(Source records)
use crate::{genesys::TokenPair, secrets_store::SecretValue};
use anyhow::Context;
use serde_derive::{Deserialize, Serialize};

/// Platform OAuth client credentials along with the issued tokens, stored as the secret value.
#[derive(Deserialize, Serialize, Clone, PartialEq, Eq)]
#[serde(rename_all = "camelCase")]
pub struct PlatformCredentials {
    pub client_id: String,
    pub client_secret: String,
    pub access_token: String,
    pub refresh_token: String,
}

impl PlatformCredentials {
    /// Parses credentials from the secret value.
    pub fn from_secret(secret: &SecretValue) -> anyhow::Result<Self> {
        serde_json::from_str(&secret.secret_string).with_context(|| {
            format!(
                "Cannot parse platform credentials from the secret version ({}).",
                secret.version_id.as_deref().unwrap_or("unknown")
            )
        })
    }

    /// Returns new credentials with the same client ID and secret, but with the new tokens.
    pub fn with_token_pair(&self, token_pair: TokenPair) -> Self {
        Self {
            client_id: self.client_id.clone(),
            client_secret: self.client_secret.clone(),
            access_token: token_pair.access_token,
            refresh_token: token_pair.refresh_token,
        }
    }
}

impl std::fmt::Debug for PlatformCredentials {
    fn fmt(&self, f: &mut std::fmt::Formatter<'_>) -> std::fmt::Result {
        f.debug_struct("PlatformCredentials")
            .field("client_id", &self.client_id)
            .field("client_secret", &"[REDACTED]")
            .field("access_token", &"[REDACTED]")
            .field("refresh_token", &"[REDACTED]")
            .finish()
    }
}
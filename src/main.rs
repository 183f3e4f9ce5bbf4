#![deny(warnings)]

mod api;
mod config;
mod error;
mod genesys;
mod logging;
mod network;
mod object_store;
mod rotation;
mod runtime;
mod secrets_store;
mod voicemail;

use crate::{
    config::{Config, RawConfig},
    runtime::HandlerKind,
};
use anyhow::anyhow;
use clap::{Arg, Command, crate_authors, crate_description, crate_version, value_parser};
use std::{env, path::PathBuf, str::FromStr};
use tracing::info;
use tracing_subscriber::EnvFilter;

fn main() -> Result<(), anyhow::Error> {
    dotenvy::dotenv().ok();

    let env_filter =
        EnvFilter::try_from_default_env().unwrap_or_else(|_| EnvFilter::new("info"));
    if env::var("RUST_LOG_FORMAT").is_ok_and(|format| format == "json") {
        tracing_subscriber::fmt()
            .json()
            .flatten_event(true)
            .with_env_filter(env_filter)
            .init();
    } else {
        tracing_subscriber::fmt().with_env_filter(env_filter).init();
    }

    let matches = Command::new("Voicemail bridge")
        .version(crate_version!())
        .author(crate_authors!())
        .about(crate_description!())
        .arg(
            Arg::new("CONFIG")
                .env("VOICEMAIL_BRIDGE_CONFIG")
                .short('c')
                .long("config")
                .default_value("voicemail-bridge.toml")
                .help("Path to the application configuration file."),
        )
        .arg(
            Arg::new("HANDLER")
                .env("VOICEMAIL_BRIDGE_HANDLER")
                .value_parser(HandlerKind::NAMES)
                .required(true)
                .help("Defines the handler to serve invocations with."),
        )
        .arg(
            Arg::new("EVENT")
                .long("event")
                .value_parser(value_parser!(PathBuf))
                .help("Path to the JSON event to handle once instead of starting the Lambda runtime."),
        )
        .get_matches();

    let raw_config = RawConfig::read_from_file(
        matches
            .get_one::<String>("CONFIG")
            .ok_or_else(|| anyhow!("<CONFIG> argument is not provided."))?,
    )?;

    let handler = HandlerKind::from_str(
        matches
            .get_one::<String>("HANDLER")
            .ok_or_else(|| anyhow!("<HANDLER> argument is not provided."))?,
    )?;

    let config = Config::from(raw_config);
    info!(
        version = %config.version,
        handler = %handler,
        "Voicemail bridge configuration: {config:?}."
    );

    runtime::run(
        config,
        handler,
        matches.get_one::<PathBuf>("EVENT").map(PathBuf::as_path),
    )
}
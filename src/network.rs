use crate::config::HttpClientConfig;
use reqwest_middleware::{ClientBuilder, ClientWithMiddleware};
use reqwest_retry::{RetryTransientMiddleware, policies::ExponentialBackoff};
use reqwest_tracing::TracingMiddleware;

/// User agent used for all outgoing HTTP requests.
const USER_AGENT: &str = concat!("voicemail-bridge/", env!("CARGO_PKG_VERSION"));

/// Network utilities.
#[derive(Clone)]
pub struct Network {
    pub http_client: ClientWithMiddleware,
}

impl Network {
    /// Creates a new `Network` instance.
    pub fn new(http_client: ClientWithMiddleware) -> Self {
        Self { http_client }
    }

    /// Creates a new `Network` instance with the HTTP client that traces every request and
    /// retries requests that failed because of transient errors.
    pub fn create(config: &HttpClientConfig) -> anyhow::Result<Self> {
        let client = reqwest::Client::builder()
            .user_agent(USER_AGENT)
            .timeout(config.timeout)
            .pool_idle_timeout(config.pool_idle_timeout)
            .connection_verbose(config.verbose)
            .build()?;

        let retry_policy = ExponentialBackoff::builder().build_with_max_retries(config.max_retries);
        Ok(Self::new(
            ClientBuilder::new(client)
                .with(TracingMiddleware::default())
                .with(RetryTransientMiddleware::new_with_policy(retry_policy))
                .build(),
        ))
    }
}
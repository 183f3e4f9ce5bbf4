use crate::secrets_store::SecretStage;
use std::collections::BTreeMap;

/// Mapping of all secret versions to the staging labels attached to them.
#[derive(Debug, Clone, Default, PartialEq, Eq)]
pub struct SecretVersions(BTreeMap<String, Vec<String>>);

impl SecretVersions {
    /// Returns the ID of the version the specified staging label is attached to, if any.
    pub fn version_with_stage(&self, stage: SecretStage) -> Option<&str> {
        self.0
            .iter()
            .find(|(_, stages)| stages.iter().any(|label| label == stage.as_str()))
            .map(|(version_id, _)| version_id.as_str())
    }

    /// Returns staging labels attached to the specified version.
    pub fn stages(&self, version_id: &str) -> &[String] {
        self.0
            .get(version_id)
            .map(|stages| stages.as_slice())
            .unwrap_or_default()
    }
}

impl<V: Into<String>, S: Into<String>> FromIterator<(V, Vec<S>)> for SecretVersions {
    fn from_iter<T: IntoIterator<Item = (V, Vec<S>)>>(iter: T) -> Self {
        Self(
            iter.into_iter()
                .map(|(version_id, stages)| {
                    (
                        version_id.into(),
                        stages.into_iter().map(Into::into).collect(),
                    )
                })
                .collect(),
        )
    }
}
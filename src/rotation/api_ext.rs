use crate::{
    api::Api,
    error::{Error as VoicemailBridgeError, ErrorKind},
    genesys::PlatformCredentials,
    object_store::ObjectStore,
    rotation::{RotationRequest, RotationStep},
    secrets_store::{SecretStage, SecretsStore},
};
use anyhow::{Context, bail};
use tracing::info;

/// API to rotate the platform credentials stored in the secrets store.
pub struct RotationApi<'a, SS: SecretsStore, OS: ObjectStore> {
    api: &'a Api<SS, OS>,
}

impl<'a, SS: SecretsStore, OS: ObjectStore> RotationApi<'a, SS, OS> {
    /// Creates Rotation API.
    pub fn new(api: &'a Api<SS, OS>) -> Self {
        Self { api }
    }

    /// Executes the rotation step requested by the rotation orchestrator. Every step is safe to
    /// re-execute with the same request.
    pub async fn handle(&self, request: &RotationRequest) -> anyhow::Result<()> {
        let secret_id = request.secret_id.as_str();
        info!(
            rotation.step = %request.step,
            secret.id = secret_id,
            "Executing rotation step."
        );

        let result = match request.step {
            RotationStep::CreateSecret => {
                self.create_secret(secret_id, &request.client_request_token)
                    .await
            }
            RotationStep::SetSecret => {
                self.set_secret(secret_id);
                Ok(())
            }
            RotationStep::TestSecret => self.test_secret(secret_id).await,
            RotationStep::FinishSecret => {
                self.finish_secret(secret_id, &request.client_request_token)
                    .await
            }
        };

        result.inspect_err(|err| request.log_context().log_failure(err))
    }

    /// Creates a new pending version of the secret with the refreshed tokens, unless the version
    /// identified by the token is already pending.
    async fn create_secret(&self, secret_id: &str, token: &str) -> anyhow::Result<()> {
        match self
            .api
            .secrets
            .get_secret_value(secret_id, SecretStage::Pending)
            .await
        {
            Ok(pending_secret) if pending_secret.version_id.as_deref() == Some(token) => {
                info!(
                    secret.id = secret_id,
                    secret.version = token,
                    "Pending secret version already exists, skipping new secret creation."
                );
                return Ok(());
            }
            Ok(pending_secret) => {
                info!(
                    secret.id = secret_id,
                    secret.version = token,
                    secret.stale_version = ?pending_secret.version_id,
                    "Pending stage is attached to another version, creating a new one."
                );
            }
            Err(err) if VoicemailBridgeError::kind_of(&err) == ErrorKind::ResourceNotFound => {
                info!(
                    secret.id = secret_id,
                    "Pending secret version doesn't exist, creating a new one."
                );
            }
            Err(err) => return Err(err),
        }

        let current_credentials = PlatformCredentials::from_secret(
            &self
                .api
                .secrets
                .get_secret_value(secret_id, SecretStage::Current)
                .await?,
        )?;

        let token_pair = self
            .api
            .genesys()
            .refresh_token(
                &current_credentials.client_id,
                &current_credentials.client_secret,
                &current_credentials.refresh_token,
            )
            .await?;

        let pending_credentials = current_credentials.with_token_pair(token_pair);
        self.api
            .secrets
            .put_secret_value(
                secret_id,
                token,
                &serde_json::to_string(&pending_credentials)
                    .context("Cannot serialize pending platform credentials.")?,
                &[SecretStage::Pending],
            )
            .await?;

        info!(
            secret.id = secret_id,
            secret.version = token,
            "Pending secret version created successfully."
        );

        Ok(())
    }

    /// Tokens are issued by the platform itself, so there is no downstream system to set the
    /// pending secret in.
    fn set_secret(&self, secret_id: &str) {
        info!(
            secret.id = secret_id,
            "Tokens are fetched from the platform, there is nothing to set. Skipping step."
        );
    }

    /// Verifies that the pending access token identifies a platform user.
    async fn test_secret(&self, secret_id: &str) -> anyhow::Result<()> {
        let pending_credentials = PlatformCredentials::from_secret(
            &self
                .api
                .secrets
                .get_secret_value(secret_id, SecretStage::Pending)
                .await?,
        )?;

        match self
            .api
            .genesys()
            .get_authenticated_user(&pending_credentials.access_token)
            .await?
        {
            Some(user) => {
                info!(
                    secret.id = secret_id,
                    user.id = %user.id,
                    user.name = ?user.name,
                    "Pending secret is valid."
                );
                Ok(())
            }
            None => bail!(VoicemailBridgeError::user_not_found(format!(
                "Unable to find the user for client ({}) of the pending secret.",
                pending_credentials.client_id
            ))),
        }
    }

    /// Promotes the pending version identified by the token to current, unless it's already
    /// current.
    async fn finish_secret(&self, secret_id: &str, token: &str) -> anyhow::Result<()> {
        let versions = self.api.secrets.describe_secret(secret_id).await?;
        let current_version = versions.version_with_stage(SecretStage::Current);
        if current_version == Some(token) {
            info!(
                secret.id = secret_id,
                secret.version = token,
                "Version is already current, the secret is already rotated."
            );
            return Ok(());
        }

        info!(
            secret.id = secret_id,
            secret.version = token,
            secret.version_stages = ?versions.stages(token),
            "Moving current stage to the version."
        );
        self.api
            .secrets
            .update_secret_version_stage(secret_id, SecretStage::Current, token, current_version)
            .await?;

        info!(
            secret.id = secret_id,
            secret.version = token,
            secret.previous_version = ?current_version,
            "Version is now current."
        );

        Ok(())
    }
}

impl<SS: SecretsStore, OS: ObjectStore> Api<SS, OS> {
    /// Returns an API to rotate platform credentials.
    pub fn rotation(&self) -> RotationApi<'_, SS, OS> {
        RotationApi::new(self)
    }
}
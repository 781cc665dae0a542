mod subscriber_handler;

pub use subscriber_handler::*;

- **Problem statement**: Filter the entries above and keep only the lines with the word "HttpClientConfig".

- **Reply to the exercise**:
use crate::config::HttpClientConfig;
    pub fn create(config: &HttpClientConfig) -> anyhow::Result<Self> {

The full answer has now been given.